[Opening Extracted information section]
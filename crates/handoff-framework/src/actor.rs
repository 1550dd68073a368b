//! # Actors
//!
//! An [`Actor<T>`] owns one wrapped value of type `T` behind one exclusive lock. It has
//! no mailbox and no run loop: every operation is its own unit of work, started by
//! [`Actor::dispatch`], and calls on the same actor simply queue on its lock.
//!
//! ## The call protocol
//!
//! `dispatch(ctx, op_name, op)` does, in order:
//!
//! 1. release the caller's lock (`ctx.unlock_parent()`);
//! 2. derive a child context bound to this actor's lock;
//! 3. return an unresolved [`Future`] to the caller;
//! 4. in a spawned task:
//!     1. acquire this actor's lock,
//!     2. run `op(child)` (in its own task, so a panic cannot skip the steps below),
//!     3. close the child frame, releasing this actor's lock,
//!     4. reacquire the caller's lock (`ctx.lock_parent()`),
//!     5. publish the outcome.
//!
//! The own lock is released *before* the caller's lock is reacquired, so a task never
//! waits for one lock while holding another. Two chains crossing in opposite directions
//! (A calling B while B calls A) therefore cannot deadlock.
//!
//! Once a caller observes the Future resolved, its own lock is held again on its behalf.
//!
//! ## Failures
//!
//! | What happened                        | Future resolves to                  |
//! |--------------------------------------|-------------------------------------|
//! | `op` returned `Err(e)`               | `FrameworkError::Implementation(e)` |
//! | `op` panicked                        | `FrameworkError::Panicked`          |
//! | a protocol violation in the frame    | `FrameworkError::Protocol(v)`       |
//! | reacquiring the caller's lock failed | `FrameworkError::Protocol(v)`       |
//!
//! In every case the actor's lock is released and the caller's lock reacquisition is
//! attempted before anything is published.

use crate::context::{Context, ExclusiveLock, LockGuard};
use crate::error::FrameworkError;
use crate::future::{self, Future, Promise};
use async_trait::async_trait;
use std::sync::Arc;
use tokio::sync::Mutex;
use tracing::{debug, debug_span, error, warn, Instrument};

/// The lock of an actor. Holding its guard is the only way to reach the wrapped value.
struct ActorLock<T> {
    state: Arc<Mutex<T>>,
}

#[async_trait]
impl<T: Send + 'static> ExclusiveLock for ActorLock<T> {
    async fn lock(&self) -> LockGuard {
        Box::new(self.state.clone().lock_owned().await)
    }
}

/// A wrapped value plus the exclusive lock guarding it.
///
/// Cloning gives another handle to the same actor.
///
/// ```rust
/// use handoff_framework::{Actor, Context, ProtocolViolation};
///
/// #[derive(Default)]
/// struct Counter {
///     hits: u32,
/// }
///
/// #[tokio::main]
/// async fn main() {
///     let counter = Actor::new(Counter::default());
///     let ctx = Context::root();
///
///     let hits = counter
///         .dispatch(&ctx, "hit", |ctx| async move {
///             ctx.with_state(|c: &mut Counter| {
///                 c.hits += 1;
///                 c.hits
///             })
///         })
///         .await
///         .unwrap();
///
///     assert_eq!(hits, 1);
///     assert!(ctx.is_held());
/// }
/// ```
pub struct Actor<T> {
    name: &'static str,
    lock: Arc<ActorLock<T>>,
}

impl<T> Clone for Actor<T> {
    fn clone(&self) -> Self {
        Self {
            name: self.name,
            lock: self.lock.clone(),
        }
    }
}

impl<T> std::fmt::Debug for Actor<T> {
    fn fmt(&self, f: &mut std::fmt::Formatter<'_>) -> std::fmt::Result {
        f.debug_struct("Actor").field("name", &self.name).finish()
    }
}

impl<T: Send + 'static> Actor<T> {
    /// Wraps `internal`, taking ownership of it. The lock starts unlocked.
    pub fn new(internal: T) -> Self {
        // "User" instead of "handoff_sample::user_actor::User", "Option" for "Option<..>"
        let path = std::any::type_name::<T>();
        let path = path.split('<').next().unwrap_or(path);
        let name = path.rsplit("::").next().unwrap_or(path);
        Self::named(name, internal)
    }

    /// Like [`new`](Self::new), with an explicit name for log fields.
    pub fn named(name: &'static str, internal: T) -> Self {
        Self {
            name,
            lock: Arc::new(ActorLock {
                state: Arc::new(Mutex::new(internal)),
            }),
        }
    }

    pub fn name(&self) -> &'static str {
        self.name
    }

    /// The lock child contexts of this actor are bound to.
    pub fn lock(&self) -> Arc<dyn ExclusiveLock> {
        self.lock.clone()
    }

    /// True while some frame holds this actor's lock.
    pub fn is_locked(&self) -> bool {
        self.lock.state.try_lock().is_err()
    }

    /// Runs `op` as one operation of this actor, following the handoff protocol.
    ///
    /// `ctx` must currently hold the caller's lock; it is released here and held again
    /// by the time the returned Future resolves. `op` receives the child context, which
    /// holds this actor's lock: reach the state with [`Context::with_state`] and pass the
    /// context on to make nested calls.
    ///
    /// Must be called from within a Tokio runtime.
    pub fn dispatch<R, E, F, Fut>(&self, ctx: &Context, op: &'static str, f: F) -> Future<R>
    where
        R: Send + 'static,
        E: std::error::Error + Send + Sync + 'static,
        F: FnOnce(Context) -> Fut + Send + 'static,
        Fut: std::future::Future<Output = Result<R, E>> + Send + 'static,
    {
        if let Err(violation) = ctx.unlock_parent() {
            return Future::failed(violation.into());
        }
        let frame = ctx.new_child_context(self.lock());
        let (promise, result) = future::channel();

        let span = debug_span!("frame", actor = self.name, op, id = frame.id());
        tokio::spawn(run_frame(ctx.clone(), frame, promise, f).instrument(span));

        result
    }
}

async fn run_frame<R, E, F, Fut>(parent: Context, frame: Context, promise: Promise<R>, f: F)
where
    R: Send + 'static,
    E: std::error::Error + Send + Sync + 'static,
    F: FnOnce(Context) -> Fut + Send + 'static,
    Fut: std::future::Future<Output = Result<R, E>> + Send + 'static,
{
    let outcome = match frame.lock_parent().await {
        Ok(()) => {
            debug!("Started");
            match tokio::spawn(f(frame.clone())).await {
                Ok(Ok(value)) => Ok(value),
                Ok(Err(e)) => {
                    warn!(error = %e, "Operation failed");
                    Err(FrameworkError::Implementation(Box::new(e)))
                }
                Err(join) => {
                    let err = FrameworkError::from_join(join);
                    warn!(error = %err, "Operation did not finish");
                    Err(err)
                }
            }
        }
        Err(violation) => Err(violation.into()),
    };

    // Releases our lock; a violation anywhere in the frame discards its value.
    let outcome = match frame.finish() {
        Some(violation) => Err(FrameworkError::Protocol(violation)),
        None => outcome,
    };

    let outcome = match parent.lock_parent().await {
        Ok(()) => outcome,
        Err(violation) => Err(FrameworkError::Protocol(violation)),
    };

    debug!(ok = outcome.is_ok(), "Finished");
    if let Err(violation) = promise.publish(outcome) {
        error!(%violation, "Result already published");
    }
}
[Closing Extracted information section]
■ What to produce
Collect every line above that contains the word "ExclusiveLock".

■ Answer to this problem
use crate::context::{Context, ExclusiveLock, LockGuard};
impl<T: Send + 'static> ExclusiveLock for ActorLock<T> {
    pub fn lock(&self) -> Arc<dyn ExclusiveLock> {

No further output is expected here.